The contact between European and Papua New Guineans is told in many stories. Six-Day War recounts how 60 New Britain people died in 1878 in a punitive expedition to assert authority and to avenge the killing of missionaries. Gold rush troubles gives an account of the clash of interests between the gold miner at Edie Creek and the Bulolo villages during the 1920s. First contacts in the Wahgi Valley is full of interest as the words and photographs of those first contacted are recorded.

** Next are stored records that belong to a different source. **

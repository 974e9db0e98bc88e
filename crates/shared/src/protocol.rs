use serde::{Deserialize, Serialize};

use crate::{
    domain::{Appointment, AppointmentId, ServiceId},
    error::{ApiError, ErrorCode},
};

#[derive(Debug, Clone, Copy, PartialEq, Eq, Serialize, Deserialize)]
#[serde(rename_all = "snake_case")]
pub enum EnvelopeStatus {
    Success,
    #[serde(other)]
    Error,
}

/// `{ "status": ..., "data": ..., "message": ... }` wrapper used by every
/// booking backend endpoint.
#[derive(Debug, Clone, Serialize, Deserialize)]
pub struct ApiEnvelope<T> {
    pub status: EnvelopeStatus,
    #[serde(skip_serializing_if = "Option::is_none")]
    pub data: Option<T>,
    #[serde(default, skip_serializing_if = "Option::is_none")]
    pub message: Option<String>,
    #[serde(default, skip_serializing_if = "Option::is_none")]
    pub code: Option<ErrorCode>,
}

impl<T> ApiEnvelope<T> {
    pub fn success(data: T) -> Self {
        Self {
            status: EnvelopeStatus::Success,
            data: Some(data),
            message: None,
            code: None,
        }
    }

    pub fn error(code: ErrorCode, message: impl Into<String>) -> Self {
        Self {
            status: EnvelopeStatus::Error,
            data: None,
            message: Some(message.into()),
            code: Some(code),
        }
    }

    pub fn into_data(self) -> Result<T, ApiError> {
        match (self.status, self.data) {
            (EnvelopeStatus::Success, Some(data)) => Ok(data),
            (EnvelopeStatus::Success, None) => Err(ApiError::new(
                ErrorCode::Internal,
                "success response without data",
            )),
            (EnvelopeStatus::Error, _) => Err(ApiError::new(
                self.code.unwrap_or(ErrorCode::Unknown),
                self.message
                    .unwrap_or_else(|| "request rejected by booking backend".to_string()),
            )),
        }
    }

    /// Like [`ApiEnvelope::into_data`] for endpoints whose success body carries
    /// nothing the client needs.
    pub fn into_unit(self) -> Result<(), ApiError> {
        match self.status {
            EnvelopeStatus::Success => Ok(()),
            EnvelopeStatus::Error => Err(ApiError::new(
                self.code.unwrap_or(ErrorCode::Unknown),
                self.message
                    .unwrap_or_else(|| "request rejected by booking backend".to_string()),
            )),
        }
    }
}

#[derive(Debug, Clone, Default, PartialEq, Eq, Serialize, Deserialize)]
pub struct BookingsPayload {
    #[serde(default)]
    pub appointments: Vec<Appointment>,
    #[serde(default)]
    pub total: u64,
}

#[derive(Debug, Clone, PartialEq, Eq, Serialize, Deserialize)]
pub struct EditBookingRequest {
    pub appointment_id: AppointmentId,
    pub appointment_date: String,
    pub appointment_time: String,
    pub service_id: ServiceId,
}

#[derive(Debug, Serialize, Deserialize)]
pub struct BookingsQuery {
    pub page: u32,
}

#[cfg(test)]
#[path = "tests/protocol_tests.rs"]
mod tests;
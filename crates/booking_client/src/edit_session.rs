use std::sync::Mutex;

use shared::{
    domain::{Appointment, AppointmentId, ServiceId},
    protocol::EditBookingRequest,
};
use tracing::debug;

use crate::{
    error::{EditSessionError, ValidationError},
    lock,
};

/// Working copy of one appointment's editable fields.
///
/// Owned and detached from the cached [`Appointment`]; nothing written here is
/// visible anywhere else until a mutation commits.
#[derive(Debug, Clone, PartialEq, Eq)]
pub struct EditDraft {
    appointment_id: AppointmentId,
    pub service_id: Option<ServiceId>,
    pub date: String,
    pub time: String,
}

#[derive(Debug, Clone, PartialEq, Eq)]
pub enum DraftField {
    Service(Option<ServiceId>),
    Date(String),
    Time(String),
}

impl EditDraft {
    pub fn from_appointment(appointment: &Appointment) -> Self {
        Self {
            appointment_id: appointment.appointment_id,
            service_id: Some(appointment.service.id),
            date: appointment.appointment_date.clone(),
            time: appointment.appointment_time.clone(),
        }
    }

    pub fn appointment_id(&self) -> AppointmentId {
        self.appointment_id
    }

    pub fn apply(&mut self, field: DraftField) {
        match field {
            DraftField::Service(service_id) => self.service_id = service_id,
            DraftField::Date(date) => self.date = date,
            DraftField::Time(time) => self.time = time,
        }
    }

    /// Checks required fields and builds the backend request. The backend may
    /// still reject a request that passes here.
    pub fn validate(&self) -> Result<EditBookingRequest, ValidationError> {
        let service_id = self.service_id.ok_or(ValidationError::MissingService)?;
        let date = self.date.trim();
        if date.is_empty() {
            return Err(ValidationError::MissingDate);
        }
        let time = self.time.trim();
        if time.is_empty() {
            return Err(ValidationError::MissingTime);
        }

        Ok(EditBookingRequest {
            appointment_id: self.appointment_id,
            appointment_date: date.to_string(),
            appointment_time: time.to_string(),
            service_id,
        })
    }
}

/// Identifies one opening of the edit modal.
#[derive(Debug, Clone, Copy, PartialEq, Eq)]
pub struct SessionTicket(u64);

#[derive(Default)]
struct SessionState {
    draft: Option<EditDraft>,
    epoch: u64,
}

/// Visibility and draft of the edit modal, independent of any widget.
#[derive(Default)]
pub struct EditSession {
    state: Mutex<SessionState>,
}

impl EditSession {
    pub fn new() -> Self {
        Self::default()
    }

    pub fn open(&self, appointment: &Appointment) -> EditDraft {
        let draft = EditDraft::from_appointment(appointment);
        let mut state = lock(&self.state);
        state.epoch += 1;
        state.draft = Some(draft.clone());
        debug!(
            appointment_id = appointment.appointment_id.0,
            epoch = state.epoch,
            "edit: session opened"
        );
        draft
    }

    pub fn update(&self, field: DraftField) -> Result<EditDraft, EditSessionError> {
        let mut state = lock(&self.state);
        let draft = state.draft.as_mut().ok_or(EditSessionError::NotOpen)?;
        draft.apply(field);
        Ok(draft.clone())
    }

    pub fn close(&self) {
        let mut state = lock(&self.state);
        if state.draft.take().is_some() {
            state.epoch += 1;
            debug!(epoch = state.epoch, "edit: session closed");
        }
    }

    /// Closes the session only if it is still the one `ticket` was taken
    /// from. A late completion must not touch a session the user already
    /// closed or reopened.
    pub fn close_if_current(&self, ticket: SessionTicket) -> bool {
        let mut state = lock(&self.state);
        if state.draft.is_none() || state.epoch != ticket.0 {
            debug!(
                epoch = state.epoch,
                ticket = ticket.0,
                "edit: completion for an older session ignored"
            );
            return false;
        }
        state.draft = None;
        state.epoch += 1;
        true
    }

    pub fn is_visible(&self) -> bool {
        lock(&self.state).draft.is_some()
    }

    pub fn draft(&self) -> Option<EditDraft> {
        lock(&self.state).draft.clone()
    }

    pub fn current(&self) -> Option<(SessionTicket, EditDraft)> {
        let state = lock(&self.state);
        state
            .draft
            .clone()
            .map(|draft| (SessionTicket(state.epoch), draft))
    }
}

#[cfg(test)]
#[path = "tests/edit_session_tests.rs"]
mod tests;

Children, and adults too, like mysteries and the books feature quite a few. Were 326 shipwrecked Chinese eaten by Rossel Island cannibals as was reported in Sydney in 1860? How and why and by whom were the 9000 year old drainage systems at Kuk near Mount Hagen made? What caused the Time of Darkness stories to be told? What happened when ‘the sun did not appear for three days and people had to light torches to see?’ Another mystery appears in Yali’s Question. The question was ‘Why is it the white people developed so much cargo and brought it to New Guinea, but we black people have so little cargo of our own?’ Biologist Jarad Diamond offered one answer to this question in a TV series and a book entitled Guns, Germs and Steel.
There are over 70 stories of the history of Papua New Guinea in these two well written and well produced books. They can be read in sequence or taken up for short reads as the titles entice.